Durchschnittsenergieverbrauch Einfamilienhaus

Mittlerer Energieverbrauch, Einfamilienhaus

Einfamilienhäuser mit Heizung Damit Sie sich davon überzeugt haben, haben wir ein Haus mit Fernheizung im Vorfeld untersucht, um die kalkulierten Wärmekosten mit den tatsächlichen Wärmekosten zu vergleichen. 2. Viertes Beispiel ist ein Einfamilienhaus, das an ein kleines Fernwärmenetzwerk mit 12 Häusern angebunden ist. Bei der Heizkostenberechnung mit Fernheizung wurden folgende Angaben gemacht: Heizen: Fernheizung für Heizenergie und Brauchwasser.

Bauen (siehe Abbildung): Die Heizkostenberechnung mit dem Heizkostenabgleich zwischen echten und künstlichen Heizenergiekosten ist beeindruckend. Mit der berechneten Wärmeenergie wird der tatsächliche Fernwärmeverbrauch nahezu bestimmt. Hier muss man auch widersprechen, dass natürlich eine Schwankung je nach tatsächlichem Verbrauchsverhalten unvermeidbar ist, deshalb geben Sie uns exakte und aufrichtige Daten!

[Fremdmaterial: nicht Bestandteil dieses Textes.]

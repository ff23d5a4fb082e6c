//! Per-unit and network-level energy balance.

use std::collections::HashMap;

use serde::Serialize;

use crate::id::UnitId;
use crate::unit::{Unit, UnitKind};

use super::rates::RateTable;

/// Derived balance for a single unit.
///
/// Exactly one of `consumption_kwh` / `generation_kwh` is non-zero,
/// depending on `kind`. Generators never carry cost.
#[derive(Debug, Clone, PartialEq, Serialize)]
pub struct UnitBalance {
    pub unit_id: UnitId,
    pub name: String,
    pub kind: UnitKind,
    pub consumption_kwh: f64,
    pub generation_kwh: f64,
    pub cost_per_kwh: f64,
    pub base_cost: f64,
    pub deficit_share: f64,
    pub total_cost: f64,
}

/// Derived balance for a whole network.
#[derive(Debug, Clone, PartialEq, Default, Serialize)]
pub struct NetworkBalance {
    pub total_consumption_kwh: f64,
    pub total_generation_kwh: f64,
    /// `total_generation_kwh - total_consumption_kwh`; negative means deficit.
    pub net_balance_kwh: f64,
    pub total_cost: f64,
    pub units: Vec<UnitBalance>,
}

impl NetworkBalance {
    /// Whether consumption exceeded generation.
    #[must_use]
    pub fn is_deficit(&self) -> bool {
        self.net_balance_kwh < 0.0
    }

    /// Size of the shortfall in kWh, zero when in surplus.
    #[must_use]
    pub fn deficit_kwh(&self) -> f64 {
        if self.is_deficit() {
            -self.net_balance_kwh
        } else {
            0.0
        }
    }

    /// Sum of consumption over consumer units.
    #[must_use]
    pub fn consumer_consumption_kwh(&self) -> f64 {
        self.units
            .iter()
            .filter(|unit| unit.kind == UnitKind::Consumer)
            .map(|unit| unit.consumption_kwh)
            .sum()
    }

    /// Sum of deficit shares over all units.
    #[must_use]
    pub fn total_deficit_share(&self) -> f64 {
        self.units.iter().map(|unit| unit.deficit_share).sum()
    }
}

/// Computes base costs and network totals. Deficit shares are left at zero.
pub struct BalanceCalculator;

impl BalanceCalculator {
    /// Combine units, their aggregated quantities, and the resolved rates.
    ///
    /// Units missing from `quantities` are settled as zero. Rows keep the
    /// order of `units`.
    #[must_use]
    pub fn compute(
        units: &[Unit],
        quantities: &HashMap<UnitId, f64>,
        rates: &RateTable,
    ) -> NetworkBalance {
        let mut balance = NetworkBalance {
            units: Vec::with_capacity(units.len()),
            ..NetworkBalance::default()
        };

        for unit in units {
            let quantity = quantities.get(&unit.id).copied().unwrap_or(0.0);
            let cost_per_kwh = rates.rate_for(unit.id);

            let row = match unit.kind {
                UnitKind::Consumer => {
                    let base_cost = quantity * cost_per_kwh;
                    balance.total_consumption_kwh += quantity;
                    balance.total_cost += base_cost;
                    UnitBalance {
                        unit_id: unit.id,
                        name: unit.name.clone(),
                        kind: unit.kind,
                        consumption_kwh: quantity,
                        generation_kwh: 0.0,
                        cost_per_kwh,
                        base_cost,
                        deficit_share: 0.0,
                        total_cost: base_cost,
                    }
                }
                UnitKind::Generator => {
                    balance.total_generation_kwh += quantity;
                    UnitBalance {
                        unit_id: unit.id,
                        name: unit.name.clone(),
                        kind: unit.kind,
                        consumption_kwh: 0.0,
                        generation_kwh: quantity,
                        cost_per_kwh,
                        base_cost: 0.0,
                        deficit_share: 0.0,
                        total_cost: 0.0,
                    }
                }
            };
            balance.units.push(row);
        }

        balance.net_balance_kwh = balance.total_generation_kwh - balance.total_consumption_kwh;
        balance
    }
}
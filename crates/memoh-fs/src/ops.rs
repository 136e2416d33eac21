//! File operations behind the `read`, `write` and `edit` tools.

use std::fs;
use std::io::Write;
use std::path::Path;

use memoh_core::observability;

use crate::edit::{apply_edit, apply_edit_bytes, AppliedEdit, EditError};
use crate::error::{FsError, Result};
use crate::sandbox::Sandbox;

/// Read a file as text. Invalid UTF-8 sequences become U+FFFD.
pub fn read_file(sandbox: &Sandbox, path: &str) -> Result<String> {
    let target = sandbox.resolve(path)?;
    let bytes = fs::read(&target).map_err(|e| FsError::io(&target, e))?;
    Ok(String::from_utf8_lossy(&bytes).into_owned())
}

/// Write `content` to a file, creating parent directories as needed.
/// Existing files are truncated and keep their mode.
pub fn write_file(sandbox: &Sandbox, path: &str, content: &str) -> Result<()> {
    let target = sandbox.resolve(path)?;
    if let Some(parent) = target.parent() {
        create_dirs(parent).map_err(|e| FsError::io(parent, e))?;
    }
    let mut file = open_for_write(&target).map_err(|e| FsError::io(&target, e))?;
    file.write_all(content.as_bytes())
        .map_err(|e| FsError::io(&target, e))?;

    tracing::debug!(path = %target.display(), bytes = content.len(), "Wrote file");
    observability::audit_file_written(path, content.len());
    Ok(())
}

/// Replace the unique occurrence of `old_text` in a file with `new_text`,
/// preserving its byte-order mark, line endings and permission bits.
///
/// Files that are not valid UTF-8 are edited on raw bytes with exact matching
/// only, so their undecodable sequences survive untouched.
///
/// Concurrent edits of the same file are not serialised; the last writer wins.
pub fn edit_file(
    sandbox: &Sandbox,
    path: &str,
    old_text: &str,
    new_text: &str,
) -> Result<AppliedEdit<Vec<u8>>> {
    let target = sandbox.resolve(path)?;
    let permissions = fs::metadata(&target)
        .map_err(|e| FsError::io(&target, e))?
        .permissions();
    let bytes = fs::read(&target).map_err(|e| FsError::io(&target, e))?;

    let applied = match String::from_utf8(bytes) {
        Ok(raw) => apply_edit(&raw, old_text, new_text).map(|edit| AppliedEdit {
            content: edit.content.into_bytes(),
            match_kind: edit.match_kind,
            first_changed_line: edit.first_changed_line,
        }),
        Err(e) => {
            tracing::debug!(path, "Editing non-UTF-8 file on raw bytes");
            apply_edit_bytes(e.as_bytes(), old_text, new_text)
        }
    };
    let edit = applied.map_err(|e| {
        let err = match e {
            EditError::TextNotFound => FsError::TextNotFound {
                path: path.to_string(),
            },
            EditError::Ambiguous { count } => FsError::AmbiguousMatch {
                path: path.to_string(),
                count,
            },
            EditError::NoOp => FsError::NoOpEdit {
                path: path.to_string(),
            },
        };
        tracing::warn!(path, error = %err, "Edit rejected");
        observability::audit_edit_failed(path, &err.to_string());
        err
    })?;

    fs::write(&target, &edit.content).map_err(|e| FsError::io(&target, e))?;
    fs::set_permissions(&target, permissions).map_err(|e| FsError::io(&target, e))?;

    tracing::debug!(
        path,
        match_kind = edit.match_kind.as_str(),
        line = edit.first_changed_line,
        "Applied edit"
    );
    observability::audit_edit_applied(path, edit.match_kind.as_str(), edit.first_changed_line);
    Ok(edit)
}

#[cfg(unix)]
fn create_dirs(dir: &Path) -> std::io::Result<()> {
    use std::os::unix::fs::DirBuilderExt;
    fs::DirBuilder::new().recursive(true).mode(0o755).create(dir)
}

#[cfg(not(unix))]
fn create_dirs(dir: &Path) -> std::io::Result<()> {
    fs::create_dir_all(dir)
}

#[cfg(unix)]
fn open_for_write(path: &Path) -> std::io::Result<fs::File> {
    use std::os::unix::fs::OpenOptionsExt;
    fs::OpenOptions::new()
        .write(true)
        .create(true)
        .truncate(true)
        .mode(0o644)
        .open(path)
}

#[cfg(not(unix))]
fn open_for_write(path: &Path) -> std::io::Result<fs::File> {
    fs::File::create(path)
}
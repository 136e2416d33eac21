//! Memoh Core: configuration layer, observability and the account record types
//! shared by the tool server crates.

pub mod bots;
pub mod config;
pub mod observability;
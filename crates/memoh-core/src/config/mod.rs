//! Memoh configuration layer.
//!
//! Every environment read lives here; the rest of the workspace receives
//! typed config values built once at startup.
//!
//! - `loader`: `env_or`, `env_optional`, `env_bool`, `.env` loading
//! - `schema`: `SandboxConfig`, `ExecConfig`, `ObservabilityConfig`
//! - `env_keys`: key constants and their aliases

pub mod env_keys;
pub mod loader;
pub mod schema;

pub use loader::{env_bool, env_optional, env_or, load_dotenv};
pub use schema::{ExecConfig, ObservabilityConfig, SandboxConfig, DEFAULT_DATA_DIR};
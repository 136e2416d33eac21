//! Typed configuration structs, grouped by concern.

use std::path::{Path, PathBuf};
use std::time::Duration;

use super::env_keys::{exec as exec_keys, observability as obv_keys, paths};
use super::loader::{env_bool, env_optional, env_or, load_dotenv};

/// Directory used as sandbox root when nothing is configured.
pub const DEFAULT_DATA_DIR: &str = "/data";

/// Sandbox root configuration. Immutable once the server starts; every tool
/// path is interpreted relative to `root`.
#[derive(Debug, Clone, PartialEq, Eq)]
pub struct SandboxConfig {
    pub root: PathBuf,
}

impl SandboxConfig {
    /// Load from `MEMOH_DATA_DIR` (alias `MCP_DATA_DIR`), defaulting to [`DEFAULT_DATA_DIR`].
    pub fn from_env() -> Self {
        load_dotenv();
        let root = env_or(paths::MEMOH_DATA_DIR, paths::DATA_DIR_ALIASES, || {
            DEFAULT_DATA_DIR.to_string()
        });
        Self::with_root(root)
    }

    /// Build from an explicit root. Relative roots are anchored at the
    /// current working directory.
    pub fn with_root(root: impl AsRef<Path>) -> Self {
        let root = root.as_ref();
        let root = if root.is_absolute() {
            root.to_path_buf()
        } else {
            std::env::current_dir()
                .map(|cwd| cwd.join(root))
                .unwrap_or_else(|_| root.to_path_buf())
        };
        Self { root }
    }
}

/// Subprocess execution limits.
#[derive(Debug, Clone, Default, PartialEq, Eq)]
pub struct ExecConfig {
    /// Kill the subprocess after this long. `None` waits indefinitely.
    pub timeout: Option<Duration>,
}

impl ExecConfig {
    pub fn from_env() -> Self {
        load_dotenv();
        let timeout = env_optional(exec_keys::MEMOH_EXEC_TIMEOUT_SECS, &[]).and_then(|raw| {
            match raw.parse::<u64>() {
                Ok(secs) => Self::timeout_from_secs(secs),
                Err(_) => {
                    tracing::warn!(
                        value = %raw,
                        "Ignoring invalid {}",
                        exec_keys::MEMOH_EXEC_TIMEOUT_SECS
                    );
                    None
                }
            }
        });
        Self { timeout }
    }

    /// Apply a CLI override; `Some(0)` disables the limit.
    pub fn with_timeout_override(mut self, secs: Option<u64>) -> Self {
        if let Some(secs) = secs {
            self.timeout = Self::timeout_from_secs(secs);
        }
        self
    }

    fn timeout_from_secs(secs: u64) -> Option<Duration> {
        (secs > 0).then(|| Duration::from_secs(secs))
    }
}

/// Observability: quiet, log_level, log_json, audit_log.
#[derive(Debug, Clone)]
pub struct ObservabilityConfig {
    pub quiet: bool,
    pub log_level: String,
    pub log_json: bool,
    pub audit_log: Option<String>,
}

impl ObservabilityConfig {
    pub fn from_env() -> &'static Self {
        use std::sync::OnceLock;
        static CACHE: OnceLock<ObservabilityConfig> = OnceLock::new();
        CACHE.get_or_init(|| {
            load_dotenv();
            Self {
                quiet: env_bool(obv_keys::MEMOH_QUIET, &[], false),
                log_level: env_or(obv_keys::MEMOH_LOG_LEVEL, &[], || {
                    "memoh=info".to_string()
                }),
                log_json: env_bool(obv_keys::MEMOH_LOG_JSON, &[], false),
                audit_log: env_optional(obv_keys::MEMOH_AUDIT_LOG, &[]),
            }
        })
    }
}

#[cfg(test)]
mod tests {
    use super::*;

    #[test]
    fn test_sandbox_config_keeps_absolute_root() {
        let cfg = SandboxConfig::with_root("/srv/memoh");
        assert_eq!(cfg.root, PathBuf::from("/srv/memoh"));
    }

    #[test]
    fn test_sandbox_config_anchors_relative_root() {
        let cfg = SandboxConfig::with_root("data");
        assert!(cfg.root.is_absolute());
        assert!(cfg.root.ends_with("data"));
    }

    #[test]
    fn test_exec_timeout_override() {
        let cfg = ExecConfig::default().with_timeout_override(Some(5));
        assert_eq!(cfg.timeout, Some(Duration::from_secs(5)));
        let cfg = cfg.with_timeout_override(Some(0));
        assert_eq!(cfg.timeout, None);
        let cfg = ExecConfig {
            timeout: Some(Duration::from_secs(9)),
        }
        .with_timeout_override(None);
        assert_eq!(cfg.timeout, Some(Duration::from_secs(9)));
    }
}
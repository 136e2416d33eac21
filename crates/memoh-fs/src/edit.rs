//! Single search-and-replace over file text, independent of the filesystem.

use crate::fuzzy::{find_text, fold, MatchKind};
use crate::normalize::{
    from_canonical, from_canonical_bytes, split_bom, split_bom_bytes, to_canonical,
    to_canonical_bytes, LineEnding, BOM, BOM_BYTES,
};

/// Why an edit was rejected. Carries no path; [`crate::edit_file`] adds it.
#[derive(Debug, Clone, PartialEq, Eq)]
pub enum EditError {
    TextNotFound,
    Ambiguous { count: usize },
    NoOp,
}

/// Result of a successful edit: text from [`apply_edit`], raw bytes from
/// [`apply_edit_bytes`].
#[derive(Debug, Clone, PartialEq, Eq)]
pub struct AppliedEdit<C = String> {
    /// Full file content with the original BOM and line endings restored.
    pub content: C,
    pub match_kind: MatchKind,
    /// 1-based line of the first changed line, in canonical text.
    pub first_changed_line: usize,
}

/// Replace the single occurrence of `old_text` in `raw` with `new_text`.
///
/// Matching runs on LF-canonical text. Uniqueness is counted in folded form,
/// so two occurrences that differ only in quote style or trailing spaces are
/// ambiguous. A fuzzy match rewrites the file from the folded buffer.
pub fn apply_edit(raw: &str, old_text: &str, new_text: &str) -> Result<AppliedEdit, EditError> {
    let (has_bom, body) = split_bom(raw);
    let ending = LineEnding::detect(body);

    let content = to_canonical(body);
    let old = to_canonical(old_text);
    let new = to_canonical(new_text);

    let found = find_text(&content, &old).ok_or(EditError::TextNotFound)?;

    let count = fold(&content).matches(fold(&old).as_str()).count();
    if count > 1 {
        return Err(EditError::Ambiguous { count });
    }

    let updated = found.splice(&new);
    if updated == found.buffer() {
        return Err(EditError::NoOp);
    }

    let first_changed_line = first_changed_line(found.buffer().as_bytes(), updated.as_bytes());
    let mut out = String::with_capacity(updated.len() + BOM.len_utf8());
    if has_bom {
        out.push(BOM);
    }
    out.push_str(&from_canonical(&updated, ending));

    Ok(AppliedEdit {
        content: out,
        match_kind: found.kind,
        first_changed_line,
    })
}

/// Exact-only edit of content that is not valid UTF-8. Bytes outside the
/// matched span are preserved verbatim; uniqueness is still counted in folded
/// space over a lossy decoding, so the rules match [`apply_edit`].
pub fn apply_edit_bytes(
    raw: &[u8],
    old_text: &str,
    new_text: &str,
) -> Result<AppliedEdit<Vec<u8>>, EditError> {
    let (has_bom, body) = split_bom_bytes(raw);
    let ending = LineEnding::detect_bytes(body);

    let content = to_canonical_bytes(body);
    let old = to_canonical(old_text);
    let new = to_canonical(new_text);

    let start = find_bytes(&content, old.as_bytes()).ok_or(EditError::TextNotFound)?;

    let count = fold(&String::from_utf8_lossy(&content))
        .matches(fold(&old).as_str())
        .count();
    if count > 1 {
        return Err(EditError::Ambiguous { count });
    }

    let end = start + old.len();
    let mut updated = Vec::with_capacity(content.len() - old.len() + new.len());
    updated.extend_from_slice(&content[..start]);
    updated.extend_from_slice(new.as_bytes());
    updated.extend_from_slice(&content[end..]);
    if updated == content {
        return Err(EditError::NoOp);
    }

    let first_changed_line = first_changed_line(&content, &updated);
    let mut out = Vec::with_capacity(updated.len() + BOM_BYTES.len());
    if has_bom {
        out.extend_from_slice(BOM_BYTES);
    }
    out.extend_from_slice(&from_canonical_bytes(&updated, ending));

    Ok(AppliedEdit {
        content: out,
        match_kind: MatchKind::Exact,
        first_changed_line,
    })
}

fn find_bytes(haystack: &[u8], needle: &[u8]) -> Option<usize> {
    if needle.is_empty() {
        return Some(0);
    }
    haystack.windows(needle.len()).position(|w| w == needle)
}

fn first_changed_line(before: &[u8], after: &[u8]) -> usize {
    let prefix = before
        .iter()
        .zip(after)
        .take_while(|(a, b)| a == b)
        .count();
    before[..prefix].iter().filter(|&&b| b == b'\n').count() + 1
}

#[cfg(test)]
mod tests {
    use super::*;

    #[test]
    fn test_apply_edit_exact() {
        let edit = apply_edit("fn main() {\n    old();\n}\n", "old();", "new();").unwrap();
        assert_eq!(edit.content, "fn main() {\n    new();\n}\n");
        assert_eq!(edit.match_kind, MatchKind::Exact);
        assert_eq!(edit.first_changed_line, 2);
    }

    #[test]
    fn test_apply_edit_preserves_crlf() {
        let edit = apply_edit("Hello\r\nWorld\r\n", "World", "Rust").unwrap();
        assert_eq!(edit.content, "Hello\r\nRust\r\n");
    }

    #[test]
    fn test_apply_edit_crlf_old_text_matches_lf() {
        let edit = apply_edit("a\r\nb\r\nc\r\n", "a\nb", "x\r\ny").unwrap();
        assert_eq!(edit.content, "x\r\ny\r\nc\r\n");
    }

    #[test]
    fn test_apply_edit_preserves_bom() {
        let edit = apply_edit("\u{FEFF}key = 1\n", "1", "2").unwrap();
        assert_eq!(edit.content, "\u{FEFF}key = 2\n");
    }

    #[test]
    fn test_apply_edit_fuzzy_quotes() {
        let edit = apply_edit("msg = “hi”\n", "msg = \"hi\"", "msg = \"bye\"").unwrap();
        assert_eq!(edit.match_kind, MatchKind::Fuzzy);
        assert_eq!(edit.content, "msg = \"bye\"\n");
    }

    #[test]
    fn test_apply_edit_not_found() {
        assert_eq!(
            apply_edit("abc\n", "xyz", "q").unwrap_err(),
            EditError::TextNotFound
        );
    }

    #[test]
    fn test_apply_edit_ambiguous_across_quote_styles() {
        let raw = "say \"x\"\nsay “x”\n";
        assert_eq!(
            apply_edit(raw, "say \"x\"", "y").unwrap_err(),
            EditError::Ambiguous { count: 2 }
        );
    }

    #[test]
    fn test_apply_edit_ambiguous_plain() {
        assert_eq!(
            apply_edit("x = 1\nx = 1\nx = 1\n", "x = 1", "x = 2").unwrap_err(),
            EditError::Ambiguous { count: 3 }
        );
    }

    #[test]
    fn test_apply_edit_noop() {
        assert_eq!(
            apply_edit("same\n", "same", "same").unwrap_err(),
            EditError::NoOp
        );
    }

    #[test]
    fn test_apply_edit_twice_fails_second_time() {
        let first = apply_edit("value: old\n", "old", "new").unwrap();
        assert_eq!(
            apply_edit(&first.content, "old", "new").unwrap_err(),
            EditError::TextNotFound
        );
    }

    #[test]
    fn test_apply_edit_empty_old_text() {
        // Matches at every boundary of a non-empty file.
        assert_eq!(
            apply_edit("abc", "", "x").unwrap_err(),
            EditError::Ambiguous { count: 4 }
        );
        let edit = apply_edit("", "", "fresh\n").unwrap();
        assert_eq!(edit.content, "fresh\n");
        assert_eq!(edit.match_kind, MatchKind::Exact);
    }

    #[test]
    fn test_fuzzy_edit_rewrites_from_folded_buffer() {
        let raw = "title: “Intro”  \nsay “hi”\nend\t\n";
        let edit = apply_edit(raw, "say \"hi\"", "say \"bye\"").unwrap();
        assert_eq!(edit.match_kind, MatchKind::Fuzzy);
        // Quotes and trailing whitespace outside the match are folded too.
        assert_eq!(edit.content, "title: \"Intro\"\nsay \"bye\"\nend\n");
        // Line numbers are relative to the folded buffer.
        assert_eq!(edit.first_changed_line, 2);
    }

    #[test]
    fn test_fuzzy_edit_keeps_crlf_and_bom() {
        let raw = "\u{FEFF}a \u{2014} b\r\nkeep\r\n";
        let edit = apply_edit(raw, "a - b", "a + b").unwrap();
        assert_eq!(edit.match_kind, MatchKind::Fuzzy);
        assert_eq!(edit.content, "\u{FEFF}a + b\r\nkeep\r\n");
    }

    #[test]
    fn test_apply_edit_bytes_preserves_invalid_sequences() {
        let raw = b"\xEF\xBB\xBFname=\xFF\xFE\r\nvalue=old\r\n";
        let edit = apply_edit_bytes(raw, "value=old", "value=new").unwrap();
        assert_eq!(
            edit.content,
            b"\xEF\xBB\xBFname=\xFF\xFE\r\nvalue=new\r\n".to_vec()
        );
        assert_eq!(edit.first_changed_line, 2);
    }

    #[test]
    fn test_apply_edit_bytes_rejections() {
        let raw = b"\xFFrow\nrow\n";
        assert_eq!(
            apply_edit_bytes(raw, "row", "x").unwrap_err(),
            EditError::Ambiguous { count: 2 }
        );
        assert_eq!(
            apply_edit_bytes(raw, "missing", "x").unwrap_err(),
            EditError::TextNotFound
        );
        assert_eq!(
            apply_edit_bytes(b"\xFFkeep\n", "keep", "keep").unwrap_err(),
            EditError::NoOp
        );
        // No folding on raw bytes: curly quotes must match exactly.
        let curly = ["\u{201C}q\u{201D}".as_bytes(), b"\xFF"].concat();
        assert_eq!(
            apply_edit_bytes(&curly, "\"q\"", "x").unwrap_err(),
            EditError::TextNotFound
        );
    }

    #[test]
    fn test_apply_edit_delete_text() {
        let edit = apply_edit("keep\ndrop\nkeep2\n", "drop\n", "").unwrap();
        assert_eq!(edit.content, "keep\nkeep2\n");
        assert_eq!(edit.first_changed_line, 2);
    }
}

Falls Sie irgendwelche Wünsche oder Vorschläge haben, senden Sie uns bitte eine E-Mail!

Die Hausarchitektur beeinflusst den Stromverbrauch.

Nicht nur der persönliche Geschmack oder die Immobilie und die Umwelt entscheiden über die richtige Ausgestaltung. Dabei sind auch die Kosten für den Energieeinsatz zu berücksichtigen. Die Bauart hat einen direkten Einfluss auf den Energiebedarf des Gebäudes, dies sollte von den Eigentümern in der Planungsphase berücksichtigt werden. Übersichtliche Bauformen und ein kompaktes Design spart Strom, geschachtelte Gebäude haben einen hohen Energiebedarf.

In einem würfelförmigen Gebäude wird weniger Strom benötigt als in einem mit vielen Nestern. Ein kompaktes Design gewährleistet geringe Stromkosten, insbesondere in Verbindung mit einer wirksamen Wärmeisolierung und einem zeitgemäßen Heizungssystem. In puncto Stromverbrauch und -kosten sind klare und übersichtliche Bauformen von großem Nutzen. Wer dies in der eigenen Hausarchitektur berücksichtigt, wird im Laufe der Jahre bei den Stromkosten besser abschneiden.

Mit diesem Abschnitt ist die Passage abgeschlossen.